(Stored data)
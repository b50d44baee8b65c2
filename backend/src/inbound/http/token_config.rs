//! Token signing secret configuration.
//!
//! The HS256 secret is read from a file whose path comes from the
//! environment. Release builds insist on a real secret; debug builds fall back
//! to a random one so local runs work without provisioning.

pub mod fingerprint;

use mockable::Env;
use rand::RngCore;
use std::path::PathBuf;
use tracing::warn;
use zeroize::{Zeroize, Zeroizing};

const SECRET_DEFAULT_PATH: &str = "/var/run/secrets/token_secret";
/// Minimum secret length accepted in release builds.
pub const SECRET_MIN_LEN: usize = 32;
const SECRET_FILE_ENV: &str = "SHOP_TOKEN_SECRET_FILE";
const ALLOW_EPHEMERAL_ENV: &str = "SHOP_ALLOW_EPHEMERAL_SECRET";
const BOOL_EXPECTED: &str = "1|0|true|false|yes|no|y|n";

/// Build mode for secret validation.
#[derive(Clone, Copy, Debug, Eq, PartialEq)]
pub enum BuildMode {
    /// Debug builds tolerate a missing secret and warn.
    Debug,
    /// Release builds require a provisioned secret.
    Release,
}

impl BuildMode {
    /// Determine the build mode from `cfg!(debug_assertions)`.
    ///
    /// # Examples
    ///
    /// ```rust
    /// use mechanic_shop::inbound::http::token_config::BuildMode;
    ///
    /// let mode = BuildMode::from_debug_assertions();
    /// if cfg!(debug_assertions) {
    ///     assert_eq!(mode, BuildMode::Debug);
    /// } else {
    ///     assert_eq!(mode, BuildMode::Release);
    /// }
    /// ```
    #[must_use]
    pub const fn from_debug_assertions() -> Self {
        if cfg!(debug_assertions) {
            Self::Debug
        } else {
            Self::Release
        }
    }

    const fn is_debug(self) -> bool {
        matches!(self, Self::Debug)
    }
}

/// Signing secret plus its log-safe fingerprint.
pub struct TokenSettings {
    /// Raw secret bytes, wiped on drop.
    pub secret: Zeroizing<Vec<u8>>,
    /// Whether the secret was generated for this process only.
    pub ephemeral: bool,
}

impl TokenSettings {
    /// Truncated SHA-256 fingerprint of the secret for startup logs.
    #[must_use]
    pub fn fingerprint(&self) -> String {
        fingerprint::secret_fingerprint(&self.secret)
    }
}

/// Errors raised while loading the signing secret.
#[derive(thiserror::Error, Debug)]
pub enum TokenConfigError {
    /// A toggle is present but holds an invalid value.
    #[error("invalid value for {name}='{value}'; expected {expected}")]
    InvalidEnv {
        name: &'static str,
        value: String,
        expected: &'static str,
    },
    /// Reading the secret file failed.
    #[error("failed to read token secret at {path}: {source}")]
    SecretRead {
        path: PathBuf,
        #[source]
        source: std::io::Error,
    },
    /// The secret file is shorter than [`SECRET_MIN_LEN`] in release builds.
    #[error("token secret at {path} too short: need >= {min_len} bytes, got {length}")]
    SecretTooShort {
        path: PathBuf,
        length: usize,
        min_len: usize,
    },
    /// Release builds must not generate throwaway secrets.
    #[error("SHOP_ALLOW_EPHEMERAL_SECRET must be 0 in release builds")]
    EphemeralNotAllowed,
}

/// Load the token secret from the environment and build mode.
///
/// # Examples
///
/// ```rust
/// use mechanic_shop::inbound::http::token_config::{BuildMode, token_settings_from_env};
/// use mockable::MockEnv;
///
/// # fn main() -> Result<(), Box<dyn std::error::Error>> {
/// let file = tempfile::NamedTempFile::new()?;
/// std::fs::write(file.path(), vec![b'k'; 32])?;
/// let path = file.path().to_string_lossy().into_owned();
///
/// let mut env = MockEnv::new();
/// env.expect_string().returning(move |name| match name {
///     "SHOP_TOKEN_SECRET_FILE" => Some(path.clone()),
///     _ => None,
/// });
///
/// let settings = token_settings_from_env(&env, BuildMode::Release)?;
/// assert_eq!(settings.secret.len(), 32);
/// assert!(!settings.ephemeral);
/// # Ok(())
/// # }
/// ```
///
/// # Errors
///
/// See [`TokenConfigError`].
pub fn token_settings_from_env<E: Env>(
    env: &E,
    mode: BuildMode,
) -> Result<TokenSettings, TokenConfigError> {
    let allow_ephemeral = allow_ephemeral_from_env(env, mode)?;
    let path = PathBuf::from(
        env.string(SECRET_FILE_ENV)
            .unwrap_or_else(|| SECRET_DEFAULT_PATH.to_owned()),
    );

    match std::fs::read(&path) {
        Ok(mut bytes) => {
            let length = bytes.len();
            if mode == BuildMode::Release && length < SECRET_MIN_LEN {
                bytes.zeroize();
                return Err(TokenConfigError::SecretTooShort {
                    path,
                    length,
                    min_len: SECRET_MIN_LEN,
                });
            }
            Ok(TokenSettings {
                secret: Zeroizing::new(bytes),
                ephemeral: false,
            })
        }
        Err(error) if mode.is_debug() || allow_ephemeral => {
            warn!(
                path = %path.display(),
                error = %error,
                "using temporary token secret (dev only)"
            );
            Ok(TokenSettings {
                secret: ephemeral_secret(),
                ephemeral: true,
            })
        }
        Err(error) => Err(TokenConfigError::SecretRead {
            path,
            source: error,
        }),
    }
}

fn ephemeral_secret() -> Zeroizing<Vec<u8>> {
    let mut bytes = Zeroizing::new(vec![0_u8; SECRET_MIN_LEN * 2]);
    rand::thread_rng().fill_bytes(&mut bytes);
    bytes
}

fn allow_ephemeral_from_env<E: Env>(env: &E, mode: BuildMode) -> Result<bool, TokenConfigError> {
    let Some(value) = env.string(ALLOW_EPHEMERAL_ENV) else {
        return Ok(false);
    };
    match parse_bool(&value) {
        Some(true) if mode.is_debug() => Ok(true),
        Some(true) => Err(TokenConfigError::EphemeralNotAllowed),
        Some(false) => Ok(false),
        None if mode.is_debug() => {
            warn!(
                value = %value,
                "invalid SHOP_ALLOW_EPHEMERAL_SECRET; defaulting to disabled"
            );
            Ok(false)
        }
        None => Err(TokenConfigError::InvalidEnv {
            name: ALLOW_EPHEMERAL_ENV,
            value,
            expected: BOOL_EXPECTED,
        }),
    }
}

fn parse_bool(value: &str) -> Option<bool> {
    match value.to_ascii_lowercase().as_str() {
        "1" | "true" | "yes" | "y" => Some(true),
        "0" | "false" | "no" | "n" => Some(false),
        _ => None,
    }
}
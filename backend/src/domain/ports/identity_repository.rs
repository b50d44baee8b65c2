//! Port for customer and mechanic persistence.
//!
//! Identities live in two role partitions with the same shape. Email and
//! phone are unique within a partition. Every mutating method runs in one
//! store transaction.

use async_trait::async_trait;
use serde_json::json;

use crate::domain::{
    EmailAddress, Error, ExternalId, Identity, IdentityChanges, IdentityKey, NewIdentity, Role,
};

/// Persistence contract for identities.
#[cfg_attr(test, mockall::automock)]
#[async_trait]
pub trait IdentityRepository: Send + Sync {
    /// Insert a new identity.
    ///
    /// Fails with `DuplicateValue` when the email or phone is already taken
    /// within the identity's role.
    async fn insert(&self, identity: NewIdentity) -> Result<Identity, Error>;

    /// Fetch an identity by primary key.
    async fn find(&self, key: IdentityKey) -> Result<Option<Identity>, Error>;

    /// Fetch an identity by the external id embedded in its tokens.
    async fn find_by_external_id(
        &self,
        role: Role,
        external_id: ExternalId,
    ) -> Result<Option<Identity>, Error>;

    /// Fetch an identity by login email.
    async fn find_by_email(
        &self,
        role: Role,
        email: &EmailAddress,
    ) -> Result<Option<Identity>, Error>;

    /// List every identity in a role partition ordered by id.
    async fn list(&self, role: Role) -> Result<Vec<Identity>, Error>;

    /// Merge allow-listed changes into an identity.
    ///
    /// Uniqueness checks exclude the identity's own row. When
    /// `changes.revoke_tokens` is set the revocation counter is incremented
    /// in the same write.
    async fn update(&self, key: IdentityKey, changes: IdentityChanges) -> Result<Identity, Error>;

    /// Delete an identity.
    ///
    /// Deleting a customer cascades to their tickets. Deleting a mechanic
    /// fails with `WouldOrphanTicket` while they are the sole mechanic on any
    /// ticket; otherwise they are unassigned from all tickets first.
    async fn delete(&self, key: IdentityKey) -> Result<(), Error>;
}

/// Error raised when an email is already registered in the role partition.
pub fn duplicate_email() -> Error {
    Error::duplicate("Email already associated with an account")
        .with_details(json!({ "field": "email", "code": "duplicate" }))
}

/// Error raised when a phone number is already registered in the role partition.
pub fn duplicate_phone() -> Error {
    Error::duplicate("Phone number already associated with an account")
        .with_details(json!({ "field": "phone", "code": "duplicate" }))
}

/// Error raised when a path-addressed identity does not exist.
pub fn identity_not_found(key: IdentityKey) -> Error {
    match key {
        IdentityKey::Customer(id) => Error::not_found(format!("Customer {id} not found")),
        IdentityKey::Mechanic(id) => Error::not_found(format!("Mechanic {id} not found")),
    }
}
#[rstest]
#[case(json!({"vin": "1HGCM82633A12345", "serviceDate": "2030-06-15", "serviceDesc": "Brakes", "customerId": 1, "mechanicIds": [1]}), "vin")]
#[case(json!({"vin": VIN, "serviceDate": "2030-06-15", "serviceDesc": "", "customerId": 1, "mechanicIds": [1]}), "serviceDesc")]
fn invalid_drafts_name_the_field(#[case] body: Value, #[case] field: &str) {
    let request: CreateTicketRequest = serde_json::from_value(body).expect("well-formed body");
    let err = TicketDraft::try_from(request).expect_err("invalid");
    assert_eq!(err.code(), ErrorCode::ValidationFailed);
    assert_eq!(err.details().and_then(|d| d.get("field")), Some(&json!(field)));
}

#[rstest]
#[case(json!({"partId": 1, "quantityUsed": -1}), "Quantity cannot be negative")]
#[case(json!({"partId": 1}), "Either quantityUsed or quantityReturned must be greater than zero")]
fn invalid_adjustments_are_rejected(#[case] body: Value, #[case] message: &str) {
    let request: UpdatePartsRequest = serde_json::from_value(body).expect("well-formed body");
    let err = PartsAdjustment::try_from(request).expect_err("invalid");
    assert_eq!(err.code(), ErrorCode::ValidationFailed);
    assert_eq!(err.message(), message);
}

#[actix_web::test]
async fn tickets_open_and_read_back() {
    let shop = TestShop::new();
    let app = shop.service().await;
    let (customer_id, customer_token) = shop.customer(&app, "ada").await;
    let (mechanic_id, token) = shop.mechanic(&app, "max").await;
    let ticket_id = open_ticket(&app, &token, customer_id, &[mechanic_id]).await;

    let request = TestRequest::get()
        .uri(&format!("/api/v1/tickets/{ticket_id}"))
        .insert_header(bearer(&customer_token))
        .to_request();
    let (status, ticket) = send(&app, request).await;
    assert_eq!(status, StatusCode::OK);
    assert_eq!(ticket["vin"], VIN);
    assert_eq!(ticket["serviceDate"], today().to_string());
    assert_eq!(ticket["customerId"], customer_id);
    assert_eq!(ticket["mechanicIds"], json!([mechanic_id]));
    assert_eq!(ticket["parts"], json!([]));
}

#[actix_web::test]
async fn customers_only_see_their_own_tickets() {
    let shop = TestShop::new();
    let app = shop.service().await;
    let (ada, ada_token) = shop.customer(&app, "ada").await;
    let (bob, bob_token) = shop.customer(&app, "bob").await;
    let (mechanic_id, token) = shop.mechanic(&app, "max").await;
    let ada_ticket = open_ticket(&app, &token, ada, &[mechanic_id]).await;
    open_ticket(&app, &token, bob, &[mechanic_id]).await;

    let request = TestRequest::get()
        .uri("/api/v1/tickets")
        .insert_header(bearer(&ada_token))
        .to_request();
    let (status, listed) = send(&app, request).await;
    assert_eq!(status, StatusCode::OK);
    let ids: Vec<_> = listed
        .as_array()
        .expect("array")
        .iter()
        .map(|ticket| ticket["id"].clone())
        .collect();
    assert_eq!(ids, vec![json!(ada_ticket)]);

    let request = TestRequest::get()
        .uri(&format!("/api/v1/tickets/{ada_ticket}"))
        .insert_header(bearer(&bob_token))
        .to_request();
    let (status, body) = send(&app, request).await;
    assert_eq!(status, StatusCode::FORBIDDEN);
    assert_eq!(body["code"], "forbidden");

    let request = TestRequest::get()
        .uri("/api/v1/tickets")
        .insert_header(bearer(&token))
        .to_request();
    let (_, listed) = send(&app, request).await;
    assert_eq!(listed.as_array().map(Vec::len), Some(2));
}

#[actix_web::test]
async fn customers_cannot_open_tickets() {
    let shop = TestShop::new();
    let app = shop.service().await;
    let (customer_id, customer_token) = shop.customer(&app, "ada").await;
    let (mechanic_id, _) = shop.mechanic(&app, "max").await;
    let request = TestRequest::post()
        .uri("/api/v1/tickets")
        .insert_header(bearer(&customer_token))
        .set_json(json!({
            "vin": VIN,
            "serviceDate": today().to_string(),
            "serviceDesc": "Oil change",
            "customerId": customer_id,
            "mechanicIds": [mechanic_id],
        }))
        .to_request();
    let (status, _) = send(&app, request).await;
    assert_eq!(status, StatusCode::FORBIDDEN);
}

#[rstest]
#[case::bad_vin(
    "POST",
    "/api/v1/tickets",
    json!({"vin": "short", "serviceDate": "2030-06-15", "serviceDesc": "Oil change", "customerId": 1, "mechanicIds": [1]})
)]
#[case::empty_mechanics(
    "POST",
    "/api/v1/tickets",
    json!({"vin": VIN, "serviceDate": "2000-01-01", "serviceDesc": "x", "customerId": 1, "mechanicIds": []})
)]
#[case::bad_info("PUT", "/api/v1/tickets/1/info", json!({"vin": "short"}))]
#[case::empty_adjustment("PUT", "/api/v1/tickets/1/parts", json!({"partId": 1}))]
#[case::negative_adjustment("PUT", "/api/v1/tickets/1/parts", json!({"partId": 1, "quantityUsed": -3}))]
#[actix_web::test]
async fn customers_are_refused_before_the_body_is_validated(
    #[case] method: &str,
    #[case] uri: &str,
    #[case] body: Value,
) {
    let shop = TestShop::new();
    let app = shop.service().await;
    let (_, customer_token) = shop.customer(&app, "ada").await;
    let request = match method {
        "POST" => TestRequest::post(),
        _ => TestRequest::put(),
    }
    .uri(uri)
    .insert_header(bearer(&customer_token))
    .set_json(body)
    .to_request();
    let (status, error) = send(&app, request).await;
    assert_eq!(status, StatusCode::FORBIDDEN, "{error}");
    assert_eq!(error["code"], "forbidden");
    assert!(error.get("details").is_none());
}

#[actix_web::test]
async fn unknown_customers_and_past_dates_are_rejected() {
    let shop = TestShop::new();
    let app = shop.service().await;
    let (customer_id, _) = shop.customer(&app, "ada").await;
    let (mechanic_id, token) = shop.mechanic(&app, "max").await;

    let request = TestRequest::post()
        .uri("/api/v1/tickets")
        .insert_header(bearer(&token))
        .set_json(json!({
            "vin": VIN,
            "serviceDate": today().to_string(),
            "serviceDesc": "Oil change",
            "customerId": 999,
            "mechanicIds": [mechanic_id],
        }))
        .to_request();
    let (status, body) = send(&app, request).await;
    assert_eq!(status, StatusCode::BAD_REQUEST);
    assert_eq!(body["code"], "invalid_reference");

    let yesterday = today().checked_sub_days(Days::new(1)).expect("date");
    let request = TestRequest::post()
        .uri("/api/v1/tickets")
        .insert_header(bearer(&token))
        .set_json(json!({
            "vin": VIN,
            "serviceDate": yesterday.to_string(),
            "serviceDesc": "Oil change",
            "customerId": customer_id,
            "mechanicIds": [mechanic_id],
        }))
        .to_request();
    let (status, body) = send(&app, request).await;
    assert_eq!(status, StatusCode::BAD_REQUEST);
    assert_eq!(body["details"]["field"], "serviceDate");

    let request = TestRequest::post()
        .uri("/api/v1/tickets")
        .insert_header(bearer(&token))
        .set_json(json!({
            "vin": VIN,
            "serviceDate": today().to_string(),
            "serviceDesc": "Oil change",
            "customerId": customer_id,
            "mechanicIds": [],
        }))
        .to_request();
    let (status, body) = send(&app, request).await;
    assert_eq!(status, StatusCode::BAD_REQUEST);
    assert_eq!(body["details"]["field"], "mechanicIds");
}

#[actix_web::test]
async fn info_updates_are_partial() {
    let shop = TestShop::new();
    let app = shop.service().await;
    let (customer_id, _) = shop.customer(&app, "ada").await;
    let (mechanic_id, token) = shop.mechanic(&app, "max").await;
    let ticket_id = open_ticket(&app, &token, customer_id, &[mechanic_id]).await;

    let request = TestRequest::put()
        .uri(&format!("/api/v1/tickets/{ticket_id}/info"))
        .insert_header(bearer(&token))
        .set_json(json!({ "serviceDesc": "Brake pads and rotors" }))
        .to_request();
    let (status, ticket) = send(&app, request).await;
    assert_eq!(status, StatusCode::OK);
    assert_eq!(ticket["serviceDesc"], "Brake pads and rotors");
    assert_eq!(ticket["vin"], VIN);

    let request = TestRequest::put()
        .uri(&format!("/api/v1/tickets/{ticket_id}/info"))
        .insert_header(bearer(&token))
        .set_json(json!({}))
        .to_request();
    let (status, body) = send(&app, request).await;
    assert_eq!(status, StatusCode::BAD_REQUEST);
    assert_eq!(body["message"], "No fields to update");

    let request = TestRequest::put()
        .uri("/api/v1/tickets/999/info")
        .insert_header(bearer(&token))
        .set_json(json!({ "serviceDesc": "Anything" }))
        .to_request();
    let (status, _) = send(&app, request).await;
    assert_eq!(status, StatusCode::NOT_FOUND);
}

#[actix_web::test]
async fn mechanic_changes_apply_together() {
    let shop = TestShop::new();
    let app = shop.service().await;
    let (customer_id, _) = shop.customer(&app, "ada").await;
    let (first, token) = shop.mechanic(&app, "max").await;
    let (second, _) = shop.mechanic(&app, "mia").await;
    let ticket_id = open_ticket(&app, &token, customer_id, &[first]).await;

    let request = TestRequest::put()
        .uri(&format!("/api/v1/tickets/{ticket_id}/mechanics"))
        .insert_header(bearer(&token))
        .set_json(json!({ "addMechanicIds": [second], "removeMechanicIds": [first] }))
        .to_request();
    let (status, ticket) = send(&app, request).await;
    assert_eq!(status, StatusCode::OK);
    assert_eq!(ticket["mechanicIds"], json!([second]));

    let request = TestRequest::put()
        .uri(&format!("/api/v1/tickets/{ticket_id}/mechanics"))
        .insert_header(bearer(&token))
        .set_json(json!({ "removeMechanicIds": [second] }))
        .to_request();
    let (status, body) = send(&app, request).await;
    assert_eq!(status, StatusCode::BAD_REQUEST);
    assert_eq!(body["code"], "last_mechanic_violation");

    let request = TestRequest::get()
        .uri(&format!("/api/v1/tickets/{ticket_id}"))
        .insert_header(bearer(&token))
        .to_request();
    let (_, ticket) = send(&app, request).await;
    assert_eq!(ticket["mechanicIds"], json!([second]));
}

#[actix_web::test]
async fn parts_move_between_stock_and_ticket() {
    let shop = TestShop::new();
    let app = shop.service().await;
    let (customer_id, _) = shop.customer(&app, "ada").await;
    let (mechanic_id, token) = shop.mechanic(&app, "max").await;
    let ticket_id = open_ticket(&app, &token, customer_id, &[mechanic_id]).await;
    let part_id = stock_part(&app, &token, "Headlights", 20).await;

    let (status, body) = adjust_parts(
        &app,
        &token,
        ticket_id,
        json!({ "partId": part_id, "quantityUsed": 3 }),
    )
    .await;
    assert_eq!(status, StatusCode::OK);
    assert_eq!(body["ticketId"], ticket_id);
    assert_eq!(body["message"], "3 Headlights(s) added");
    assert_eq!(on_hand(&app, part_id).await, json!(17));

    let (status, body) = adjust_parts(
        &app,
        &token,
        ticket_id,
        json!({ "partId": part_id, "quantityUsed": 2, "quantityReturned": 4 }),
    )
    .await;
    assert_eq!(status, StatusCode::OK);
    assert_eq!(body["message"], "2 Headlights(s) added and 4 Headlights(s) removed");
    assert_eq!(on_hand(&app, part_id).await, json!(19));

    let request = TestRequest::get()
        .uri(&format!("/api/v1/tickets/{ticket_id}"))
        .insert_header(bearer(&token))
        .to_request();
    let (_, ticket) = send(&app, request).await;
    assert_eq!(
        ticket["parts"],
        json!([{ "partId": part_id, "partName": "Headlights", "quantityUsed": 1 }])
    );
}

• _Try it_: Using the records above, select and copy every line that has the word "first".

• _Result of this exercise_:
    /// ticket; otherwise they are unassigned from all tickets first.
    let (first, token) = shop.mechanic(&app, "max").await;
    let ticket_id = open_ticket(&app, &token, customer_id, &[first]).await;
        .set_json(json!({ "addMechanicIds": [second], "removeMechanicIds": [first] }))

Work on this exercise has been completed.